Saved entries
/---

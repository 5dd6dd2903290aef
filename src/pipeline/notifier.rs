use chrono::{DateTime, Utc};
use serde::Serialize;
use std::panic::{AssertUnwindSafe, catch_unwind};
use std::path::PathBuf;
use std::sync::atomic::{AtomicU64, Ordering};
use std::sync::{Arc, PoisonError, RwLock};
use tokio::sync::mpsc;
use tracing::error;

/// How an item reached its terminal state
#[derive(Debug, Clone, Copy, PartialEq, Eq, Serialize)]
#[serde(rename_all = "snake_case")]
pub enum ResultSource {
    /// Never sent to the engine (unsupported kind or missing file)
    Skipped,
    /// Reported by the engine while the batch streamed
    Streamed,
    /// Rendered individually after the batch lost it
    Fallback,
}

/// Terminal outcome of one item, delivered to every listener
#[derive(Debug, Clone, Serialize)]
pub struct ProgressEvent {
    pub item_id: String,
    pub item_name: String,
    pub success: bool,
    pub output_path: Option<PathBuf>,
    pub error: Option<String>,
    pub source: ResultSource,
    pub finished_at: DateTime<Utc>,
}

/// Receives progress events
pub trait ProgressListener: Send + Sync {
    fn on_progress(&self, event: &ProgressEvent);
}

impl<F> ProgressListener for F
where
    F: Fn(&ProgressEvent) + Send + Sync,
{
    fn on_progress(&self, event: &ProgressEvent) {
        self(event)
    }
}

/// Handle returned on registration, used to unregister
#[derive(Debug, Clone, Copy, PartialEq, Eq, Hash)]
pub struct ListenerId(u64);

struct ChannelListener(mpsc::UnboundedSender<ProgressEvent>);

impl ProgressListener for ChannelListener {
    fn on_progress(&self, event: &ProgressEvent) {
        // A dropped receiver just stops listening
        let _ = self.0.send(event.clone());
    }
}

/// Synchronous fan-out of progress events, scoped to one pipeline
#[derive(Default)]
pub struct ProgressNotifier {
    listeners: RwLock<Vec<(ListenerId, Arc<dyn ProgressListener>)>>,
    next_id: AtomicU64,
}

impl ProgressNotifier {
    pub fn new() -> Self {
        Self::default()
    }

    pub fn add_listener(&self, listener: impl ProgressListener + 'static) -> ListenerId {
        let id = ListenerId(self.next_id.fetch_add(1, Ordering::Relaxed));
        self.listeners
            .write()
            .unwrap_or_else(PoisonError::into_inner)
            .push((id, Arc::new(listener)));
        id
    }

    pub fn remove_listener(&self, id: ListenerId) -> bool {
        let mut listeners = self.listeners.write().unwrap_or_else(PoisonError::into_inner);
        let before = listeners.len();
        listeners.retain(|(existing, _)| *existing != id);
        listeners.len() < before
    }

    /// Receive events through a channel instead of a callback
    pub fn subscribe(&self) -> mpsc::UnboundedReceiver<ProgressEvent> {
        let (tx, rx) = mpsc::unbounded_channel();
        self.add_listener(ChannelListener(tx));
        rx
    }

    pub fn listener_count(&self) -> usize {
        self.listeners
            .read()
            .unwrap_or_else(PoisonError::into_inner)
            .len()
    }

    pub fn notify(&self, event: &ProgressEvent) {
        // Snapshot so listeners may register or unregister from inside a callback
        let listeners: Vec<Arc<dyn ProgressListener>> = self
            .listeners
            .read()
            .unwrap_or_else(PoisonError::into_inner)
            .iter()
            .map(|(_, listener)| Arc::clone(listener))
            .collect();

        for listener in listeners {
            if catch_unwind(AssertUnwindSafe(|| listener.on_progress(event))).is_err() {
                error!(id = %event.item_id, "Progress listener panicked");
            }
        }
    }
}
use super::{CatalogEntry, StatusStore};
use crate::catalog::WorkItem;
use crate::error::{AppError, Result};
use std::path::Path;
use std::sync::{Mutex, MutexGuard, PoisonError};

/// Status store kept in memory
#[derive(Default)]
pub struct MemoryStore {
    entries: Mutex<Vec<CatalogEntry>>,
}

impl MemoryStore {
    pub fn new() -> Self {
        Self::default()
    }

    pub fn with_items(items: impl IntoIterator<Item = WorkItem>) -> Self {
        Self {
            entries: Mutex::new(items.into_iter().map(CatalogEntry::new).collect()),
        }
    }

    pub fn get(&self, id: &str) -> Option<CatalogEntry> {
        self.lock().iter().find(|e| e.item.id == id).cloned()
    }

    pub fn entries(&self) -> Vec<CatalogEntry> {
        self.lock().clone()
    }

    fn lock(&self) -> MutexGuard<'_, Vec<CatalogEntry>> {
        self.entries.lock().unwrap_or_else(PoisonError::into_inner)
    }
}

impl StatusStore for MemoryStore {
    fn pending_items(&self) -> Result<Vec<WorkItem>> {
        Ok(self
            .lock()
            .iter()
            .filter(|e| !e.item.thumbnail_generated)
            .map(|e| e.item.clone())
            .collect())
    }

    fn update_artifact_status(
        &self,
        id: &str,
        thumbnail: Option<&Path>,
        generated: bool,
    ) -> Result<()> {
        let mut entries = self.lock();
        let entry = entries
            .iter_mut()
            .find(|e| e.item.id == id)
            .ok_or_else(|| AppError::Store(format!("Unknown item: {}", id)))?;
        entry.apply(thumbnail, generated);
        Ok(())
    }
}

\---

● **Required action**
After locating the line with "self(event)" above, return that line and every later line through the one with "inside a callback", word for word and with nothing else.

● **Answer box**
        self(event)
    }
}

/// Handle returned on registration, used to unregister
#[derive(Debug, Clone, Copy, PartialEq, Eq, Hash)]
pub struct ListenerId(u64);

struct ChannelListener(mpsc::UnboundedSender<ProgressEvent>);

impl ProgressListener for ChannelListener {
    fn on_progress(&self, event: &ProgressEvent) {
        // A dropped receiver just stops listening
        let _ = self.0.send(event.clone());
    }
}

/// Synchronous fan-out of progress events, scoped to one pipeline
#[derive(Default)]
pub struct ProgressNotifier {
    listeners: RwLock<Vec<(ListenerId, Arc<dyn ProgressListener>)>>,
    next_id: AtomicU64,
}

impl ProgressNotifier {
    pub fn new() -> Self {
        Self::default()
    }

    pub fn add_listener(&self, listener: impl ProgressListener + 'static) -> ListenerId {
        let id = ListenerId(self.next_id.fetch_add(1, Ordering::Relaxed));
        self.listeners
            .write()
            .unwrap_or_else(PoisonError::into_inner)
            .push((id, Arc::new(listener)));
        id
    }

    pub fn remove_listener(&self, id: ListenerId) -> bool {
        let mut listeners = self.listeners.write().unwrap_or_else(PoisonError::into_inner);
        let before = listeners.len();
        listeners.retain(|(existing, _)| *existing != id);
        listeners.len() < before
    }

    /// Receive events through a channel instead of a callback
    pub fn subscribe(&self) -> mpsc::UnboundedReceiver<ProgressEvent> {
        let (tx, rx) = mpsc::unbounded_channel();
        self.add_listener(ChannelListener(tx));
        rx
    }

    pub fn listener_count(&self) -> usize {
        self.listeners
            .read()
            .unwrap_or_else(PoisonError::into_inner)
            .len()
    }

    pub fn notify(&self, event: &ProgressEvent) {
        // Snapshot so listeners may register or unregister from inside a callback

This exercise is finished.